My last blog for ThinkAdvisor (To Motivate Employees, Listen to Them) offered some guidelines about how owner-advisors can be better managers of their employees — decreasing turnover while increasing efficiency and productivity. While those strategies can work for most firm owners, they won’t work for all. Over the years, I’ve come to realize that there are some people (and advisors, too) who just shouldn’t be managers.
That may sound harsh, but I’m not talking about personalities (although, in rare cases, that is the issue). Rather, it’s more of a decision thing with owner advisors: they need to have a heart to heart with themselves and decide whether they really want to manage people. As you might suspect, the answer is a bit more complex than the question.
Most advisors respond by looking at the benefits of having a larger firm: If I had more people to help me, I could focus more on the things I like to do (work with clients, manage portfolios, attract more clients, etc.) and/or I could handle more clients, and increase revenues and income. Yet they rarely think about the impact that those employees will have on their quality of life: will they enjoy their lives more or less if they spend part of each day managing people?
Advisors who have some management experience — either at another firm or in another industry — will already have a good idea whether or not they enjoy managing people. But for most advisors, this is uncharted territory. (And I would point out that “managing” employees within a large corporation that has other people to recruit, train, and deal with HR issues is much different from a small-business environment.)
To help independent advisory firm owners decide whether they’ll enjoy managing people, we use this simple test: transparency. How comfortable will you be with being completely open and honest with your employees? Open about who you are, your strengths and weaknesses, the limits of your knowledge, your goals, your plans for your future and the future of the firm, your performance, their performance, their role in the firm (now and in the future), and the performance of your business, in the present and toward attaining its goals?
The environment at a small business is very different than what exists at large corporations: they are more intimate, more personal, more transparent. There are few, if any, secrets: everyone knows how many clients you have, what they pay, when you get new ones and when you lose them. They know how much you and everyone else works and what you do and don’t do.
When I think of all my clients — those who manage people well and those not so much — the good ones, i.e., those who should be managers, are very confident in being transparent about all these things.
However, I have some clients who are simply not comfortable being so open with employees, with being that vulnerable. It seems to be in their DNA to be more private, either out of a lack of confidence, or fear or for other reasons.
It also doesn’t seem to be something they can change. If you can’t bring yourself to be transparent, then you probably shouldn’t be managing other people—in a small business, anyway.

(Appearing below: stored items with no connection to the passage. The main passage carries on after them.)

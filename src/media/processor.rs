use async_trait::async_trait;
use std::collections::VecDeque;
use std::path::{Component, Path, PathBuf};
use std::process::Stdio;
use tempfile::TempDir;
use tokio::io::AsyncReadExt;
use tokio::process::Command;
use tracing::{debug, info, warn};
use walkdir::WalkDir;

use super::{Compositor, CompositorSession};
use crate::config::MediaConfig;
use crate::error::{ReelError, Result};
use crate::progress::ProgressFn;

const STDERR_TAIL_LINES: usize = 20;

/// Compositor backed by the ffmpeg CLI
pub struct FfmpegCompositor {
    config: MediaConfig,
}

impl FfmpegCompositor {
    pub fn new(config: MediaConfig) -> Self {
        Self { config }
    }
}

#[async_trait]
impl Compositor for FfmpegCompositor {
    async fn load(&self) -> Result<Box<dyn CompositorSession>> {
        self.check_availability().await?;
        let session = FfmpegSession::new(&self.config.binary_path)?;
        info!("Compositor session ready in {}", session.workspace()?.display());
        Ok(Box::new(session))
    }

    async fn check_availability(&self) -> Result<()> {
        let status = Command::new(&self.config.binary_path)
            .arg("-version")
            .stdin(Stdio::null())
            .stdout(Stdio::null())
            .stderr(Stdio::null())
            .kill_on_drop(true)
            .status()
            .await
            .map_err(|e| ReelError::AdapterUnavailable {
                adapter: "compositor",
                reason: format!("Media processor not found: {}", e),
            })?;

        if status.success() {
            debug!("Media processor is available");
            Ok(())
        } else {
            Err(ReelError::AdapterUnavailable {
                adapter: "compositor",
                reason: "Media processor version check failed".to_string(),
            })
        }
    }
}

/// A private ffmpeg workspace. A run in flight is killed as soon as its
/// future is dropped; `terminate` removes the workspace.
pub struct FfmpegSession {
    binary_path: String,
    workspace: Option<TempDir>,
    progress: Option<ProgressFn>,
}

impl FfmpegSession {
    pub fn new(binary_path: &str) -> Result<Self> {
        let workspace = tempfile::Builder::new()
            .prefix("reelgen-compositor-")
            .tempdir()
            .map_err(|e| ReelError::Media(format!("Failed to create compositor workspace: {}", e)))?;

        Ok(Self {
            binary_path: binary_path.to_string(),
            workspace: Some(workspace),
            progress: None,
        })
    }

    pub fn workspace(&self) -> Result<&Path> {
        self.workspace
            .as_ref()
            .map(|dir| dir.path())
            .ok_or_else(|| ReelError::Media("Compositor session was terminated".to_string()))
    }

    /// Resolve a staged path inside the workspace, refusing anything that could escape it.
    fn resolve(&self, virtual_path: &str) -> Result<PathBuf> {
        let relative = Path::new(virtual_path);
        let is_plain = relative.components().next().is_some()
            && relative.components().all(|c| matches!(c, Component::Normal(_)));
        if !is_plain {
            return Err(ReelError::InvalidInput(format!(
                "Staged path must be relative and inside the workspace: {}",
                virtual_path
            )));
        }
        Ok(self.workspace()?.join(relative))
    }

    fn report(&self, ratio: f64) {
        if let Some(callback) = &self.progress {
            callback(ratio);
        }
    }
}

#[async_trait]
impl CompositorSession for FfmpegSession {
    async fn stage_file(&mut self, virtual_path: &str, bytes: &[u8]) -> Result<()> {
        let path = self.resolve(virtual_path)?;
        if let Some(parent) = path.parent() {
            tokio::fs::create_dir_all(parent).await?;
        }
        tokio::fs::write(&path, bytes).await?;
        debug!("Staged {} ({} bytes)", virtual_path, bytes.len());
        Ok(())
    }

    fn on_progress(&mut self, callback: ProgressFn) {
        self.progress = Some(callback);
    }

    async fn run(&mut self, args: &[String], output: &str) -> Result<Vec<u8>> {
        let output_path = self.resolve(output)?;
        let workspace = self.workspace()?.to_path_buf();
        debug!("Executing media processing command: {} {:?}", self.binary_path, args);

        let mut child = Command::new(&self.binary_path)
            .args(args)
            .current_dir(&workspace)
            .stdin(Stdio::null())
            .stdout(Stdio::null())
            .stderr(Stdio::piped())
            .kill_on_drop(true)
            .spawn()
            .map_err(|e| ReelError::AdapterUnavailable {
                adapter: "compositor",
                reason: format!("Failed to execute media processor: {}", e),
            })?;

        let mut stderr = child
            .stderr
            .take()
            .ok_or_else(|| ReelError::Media("Failed to capture ffmpeg stderr".to_string()))?;

        let mut parser = ProgressParser::default();
        let mut tail: VecDeque<String> = VecDeque::with_capacity(STDERR_TAIL_LINES);
        let mut buffer = [0u8; 4096];
        let mut pending = String::new();

        self.report(0.0);
        loop {
            let read = stderr.read(&mut buffer).await?;
            if read == 0 {
                break;
            }
            pending.push_str(&String::from_utf8_lossy(&buffer[..read]));

            // ffmpeg rewrites its progress line with '\r'
            while let Some(pos) = pending.find(['\r', '\n']) {
                let line: String = pending.drain(..=pos).collect();
                let line = line.trim_end();
                if line.is_empty() {
                    continue;
                }
                if let Some(ratio) = parser.feed(line) {
                    self.report(ratio);
                }
                if tail.len() == STDERR_TAIL_LINES {
                    tail.pop_front();
                }
                tail.push_back(line.to_string());
            }
        }

        let status = child.wait().await?;
        if !status.success() {
            let stderr = tail.into_iter().collect::<Vec<_>>().join("\n");
            return Err(ReelError::Media(format!("Compositor exited with {}: {}", status, stderr)));
        }

        let bytes = tokio::fs::read(&output_path)
            .await
            .map_err(|e| ReelError::Media(format!("Compositor produced no {}: {}", output, e)))?;
        self.report(1.0);
        info!("Composite finished: {} bytes", bytes.len());
        Ok(bytes)
    }

    async fn terminate(&mut self) -> Result<()> {
        if let Some(workspace) = self.workspace.take() {
            let path = workspace.path().to_path_buf();
            workspace
                .close()
                .map_err(|e| ReelError::Media(format!("Failed to remove {}: {}", path.display(), e)))?;
            debug!("Compositor workspace {} removed", path.display());
        }
        Ok(())
    }
}

/// Turns ffmpeg stderr into completion ratios.
///
/// The expected length is the shortest input `Duration:` seen, matching a
/// `-shortest` encode.
#[derive(Debug, Default)]
pub struct ProgressParser {
    total_seconds: Option<f64>,
}

impl ProgressParser {
    pub fn total_seconds(&self) -> Option<f64> {
        self.total_seconds
    }

    pub fn feed(&mut self, line: &str) -> Option<f64> {
        if let Some(rest) = line.trim_start().strip_prefix("Duration:") {
            let value = rest.split(',').next()?.trim();
            if let Some(seconds) = parse_clock(value).filter(|s| *s > 0.0) {
                self.total_seconds = Some(self.total_seconds.map_or(seconds, |t| t.min(seconds)));
            }
            return None;
        }

        let time = line.split("time=").nth(1)?.split_whitespace().next()?;
        let seconds = parse_clock(time)?;
        let total = self.total_seconds?;
        Some((seconds / total).clamp(0.0, 1.0))
    }
}

/// Parse `HH:MM:SS.ms`
fn parse_clock(value: &str) -> Option<f64> {
    let parts: Vec<&str> = value.split(':').collect();
    if parts.len() != 3 {
        return None;
    }

    let hours: f64 = parts[0].parse().ok()?;
    let minutes: f64 = parts[1].parse().ok()?;
    let seconds: f64 = parts[2].parse().ok()?;
    Some(hours * 3600.0 + minutes * 60.0 + seconds)
}

/// First `.ttf`/`.otf` file under `dir`, in file-name order.
pub fn find_font(dir: &Path) -> Option<PathBuf> {
    WalkDir::new(dir)
        .sort_by_file_name()
        .into_iter()
        .filter_map(|entry| entry.ok())
        .filter(|entry| entry.file_type().is_file())
        .map(|entry| entry.into_path())
        .find(|path| {
            path.extension()
                .and_then(|ext| ext.to_str())
                .map(|ext| ext.eq_ignore_ascii_case("ttf") || ext.eq_ignore_ascii_case("otf"))
                .unwrap_or(false)
        })
        .or_else(|| {
            warn!("No .ttf/.otf font found under {}", dir.display());
            None
        })
}

#[cfg(test)]
mod tests {
    use super::*;
    use assert_fs::prelude::*;
    use std::sync::{Arc, Mutex};

    #[test]
    fn test_progress_uses_shortest_duration() {
        let mut parser = ProgressParser::default();
        assert_eq!(parser.feed("frame=1 time=00:00:01.00 bitrate=N/A"), None);
        assert_eq!(parser.feed("  Duration: 00:00:20.00, start: 0.000000, bitrate: 1200 kb/s"), None);
        assert_eq!(parser.feed("  Duration: 00:00:10.00, start: 0.000000, bitrate: 384 kb/s"), None);
        assert_eq!(parser.total_seconds(), Some(10.0));

        assert_eq!(parser.feed("frame=  60 fps=30 q=28.0 size=256kB time=00:00:05.00 bitrate=1.0kbits/s speed=2x"), Some(0.5));
        assert_eq!(parser.feed("frame=  90 time=00:00:12.00 speed=2x"), Some(1.0));
        assert_eq!(parser.feed("frame=0 time=N/A speed=N/A"), None);
    }

    #[test]
    fn test_clock_parsing() {
        assert_eq!(parse_clock("01:02:03.50"), Some(3723.5));
        assert_eq!(parse_clock("12.5"), None);
    }

    #[tokio::test]
    async fn test_staging_stays_inside_workspace() {
        let mut session = FfmpegSession::new("ffmpeg").unwrap();
        session.stage_file("fonts/Inter.ttf", b"font").await.unwrap();
        let staged = session.workspace().unwrap().join("fonts/Inter.ttf");
        assert_eq!(std::fs::read(&staged).unwrap(), b"font");

        for bad in ["../escape.ass", "/etc/passwd", ""] {
            assert!(matches!(session.stage_file(bad, b"x").await, Err(ReelError::InvalidInput(_))));
        }
    }

    #[tokio::test]
    async fn test_terminate_removes_workspace_once() {
        let mut session = FfmpegSession::new("ffmpeg").unwrap();
        let path = session.workspace().unwrap().to_path_buf();
        session.terminate().await.unwrap();
        assert!(!path.exists());
        assert!(session.terminate().await.is_ok());
        assert!(session.stage_file("audio.wav", b"x").await.is_err());
    }

    #[tokio::test]
    async fn test_missing_binary_is_unavailable() {
        let mut session = FfmpegSession::new("reelgen-no-such-ffmpeg").unwrap();
        let seen = Arc::new(Mutex::new(Vec::new()));
        let sink = seen.clone();
        session.on_progress(Arc::new(move |r| sink.lock().unwrap().push(r)));

        let err = session.run(&["-version".to_string()], "output.mp4").await.unwrap_err();
        assert!(matches!(err, ReelError::AdapterUnavailable { adapter: "compositor", .. }));
        assert!(seen.lock().unwrap().is_empty());

        let compositor = FfmpegCompositor::new(MediaConfig {
            binary_path: "reelgen-no-such-ffmpeg".to_string(),
            ..crate::config::Config::default().media
        });
        assert!(compositor.load().await.is_err());
    }

    #[test]
    fn test_find_font() {
        let dir = assert_fs::TempDir::new().unwrap();
        dir.child("readme.txt").write_str("fonts").unwrap();
        assert_eq!(find_font(dir.path()), None);

        dir.child("b/Zed.OTF").write_binary(b"otf").unwrap();
        dir.child("a/Inter-Bold.ttf").write_binary(b"ttf").unwrap();
        assert_eq!(find_font(dir.path()), Some(dir.child("a/Inter-Bold.ttf").path().to_path_buf()));
    }
}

One final aspect of a manager’s vulnerability is the realization that a large part of their success—and the success of their business—depends on their employees. No matter how much of a superstar you are, as your staff grows, a larger and larger part of how the outside world (clients, prospective clients, affiliates, your community, etc.) views you and interacts with you will depend on the actions of your employees.
That means it will increasingly be in your best interest to train those employees, to support them, motivate them, inspire them, lead them and be transparent with them. The more they know about your business, the more they can help. In short, your firm will become more about them and less about you.
If you can’t see yourself doing this, you’ll be a lot better off as a solo practitioner: having one or two administrative people, outsourcing the rest—staying small and mighty and being happy.